The only thing that ties all this together, as far as I can tell, are the following claims:

- Organisations serve their own interests first and foremost

- Organisations and individuals are bad at risk assessment

- Organisational change is difficult

- Whistleblowing is dangerous and often ineffective

This is supposed to be new, the defining feature of a "new age", no less. Sorry, but none of this is new. This is standard organisation theory, the study of organisations and bureaucracies and their many disfunctions, and there's a large literature going back at least to the mid-20th century on all this.

Here's hoping that the proposed cure is more interesting than the diagnosis.

Apple fanbois to talk at the iWatch, INSPECTOR GADGET style – report

idiotsavant

Not a surprise

Audio messages is coming in iOS 8 so the software side is already done. And there's integration of audio calls between OS X and iOS in Yosemite. All of which would make integrating any iBracelet thingy fairly straightforward.

https://www.apple.com/ios/ios8/messages/

Company selling you out? You've been TUPE-ed

idiotsavant

Sometimes TUPE does work to your advantage

I've been TUPE-ed twice, in 2007 and 2012. In both cases I was working for smallish IT companies that got gobbled up by huge ones. Both times I was amongst the staff they wanted to keep, and both times it played out the same way in terms of benefits.

The small companies provided rather minimal benefit packages, but pretty good pay to make up for it. Once we got acquired our pay couldn't be cut, but our benefits improved significantly because the big boys tend to have decent pension schemes and so on that apply across all UK employees.

Not representative by the looks of the comments so far, but it does happen.

Could tiny ebooks really upset the mighty Apple cart?

idiotsavant

Re: Is this a quote or an opinion?
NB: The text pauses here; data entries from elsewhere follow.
//! AggregationSink - the shared batch buffer.
//!
//! Monitor pattern: one mutex guards the batch, one condition variable bound
//! to that mutex wakes the single consumer. Producers only ever hold the lock
//! for a `push`; the consumer releases it while waiting.

use std::fmt;
use std::mem;
use std::sync::atomic::{AtomicU64, Ordering};
use std::sync::{Arc, Condvar, Mutex, MutexGuard, PoisonError};
use std::time::{Duration, Instant};

use contracts::{Batch, Reading, ReadingSink, ShutdownListener, ShutdownSignal};
use tracing::trace;

/// Lock-protected batch plus wake signal
///
/// Every `submit` that returns before a drain's swap is part of that drain;
/// a reading is never observed by two drains.
pub struct AggregationSink {
    batch: Mutex<Batch>,
    wake: Condvar,
    shutdown: ShutdownSignal,
    drains: AtomicU64,
}

impl AggregationSink {
    /// Create a sink subscribed to `shutdown`
    ///
    /// Triggering the signal wakes a consumer blocked in
    /// [`AggregationSink::drain_or_wait`].
    pub fn new(shutdown: &ShutdownSignal) -> Arc<Self> {
        let sink = Arc::new(Self {
            batch: Mutex::new(Vec::new()),
            wake: Condvar::new(),
            shutdown: shutdown.clone(),
            drains: AtomicU64::new(0),
        });
        shutdown.subscribe(&sink);
        sink
    }

    /// Append one reading and signal the consumer
    pub fn submit(&self, reading: Reading) {
        self.lock().push(reading);
        self.wake.notify_all();
    }

    /// Wait for `timeout` (or shutdown), then swap out the batch
    ///
    /// Submissions during the wait do not end it early. The returned batch
    /// may be empty.
    pub fn drain_or_wait(&self, timeout: Duration) -> Batch {
        let deadline = Instant::now().checked_add(timeout);
        let mut batch = self.lock();

        while !self.shutdown.is_triggered() {
            let remaining = match deadline {
                Some(deadline) => deadline.saturating_duration_since(Instant::now()),
                None => timeout,
            };
            if remaining.is_zero() {
                break;
            }

            let (guard, _) = self
                .wake
                .wait_timeout(batch, remaining)
                .unwrap_or_else(PoisonError::into_inner);
            batch = guard;
        }

        let drained = mem::take(&mut *batch);
        self.drains.fetch_add(1, Ordering::Relaxed);
        trace!(readings = drained.len(), "batch drained");
        drained
    }

    /// Swap out the batch without waiting
    pub fn drain(&self) -> Batch {
        let drained = mem::take(&mut *self.lock());
        self.drains.fetch_add(1, Ordering::Relaxed);
        drained
    }

    /// Completed drains of either kind
    pub fn drains(&self) -> u64 {
        self.drains.load(Ordering::Relaxed)
    }

    /// Readings currently buffered
    pub fn pending(&self) -> usize {
        self.lock().len()
    }

    /// The buffer is a plain `Vec`, still consistent if a holder panicked
    fn lock(&self) -> MutexGuard<'_, Batch> {
        self.batch.lock().unwrap_or_else(PoisonError::into_inner)
    }
}

impl ReadingSink for AggregationSink {
    fn submit(&self, reading: Reading) {
        AggregationSink::submit(self, reading);
    }
}

impl ShutdownListener for AggregationSink {
    fn on_shutdown(&self) {
        // Notify under the lock so a consumer between its flag check and
        // its wait cannot miss the wakeup.
        let _guard = self.lock();
        self.wake.notify_all();
    }
}

impl fmt::Debug for AggregationSink {
    fn fmt(&self, f: &mut fmt::Formatter<'_>) -> fmt::Result {
        f.debug_struct("AggregationSink")
            .field("pending", &self.pending())
            .field("drains", &self.drains())
            .field("shutdown", &self.shutdown.is_triggered())
            .finish()
    }
}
Either way it is wrong.

It's not wrong.

You are right to point out that in the short term the publishers didn't lose out because Amazon chose to discount so aggressively, only other book retailers. But it was the publishers that drove the change to an agency pricing model, because they were worried about the long term, specifically how their relationship with Amazon would change as it captured more and more of the market, and how the public's perception of the value of a book would change once everyone got used to the cheap prices Amazon was charging under the wholesale model.

This whole argument first came out publically when Amazon and Macmillan fell out in early 2010. There's lots of good commentary written about it and what it means if you Google for that story.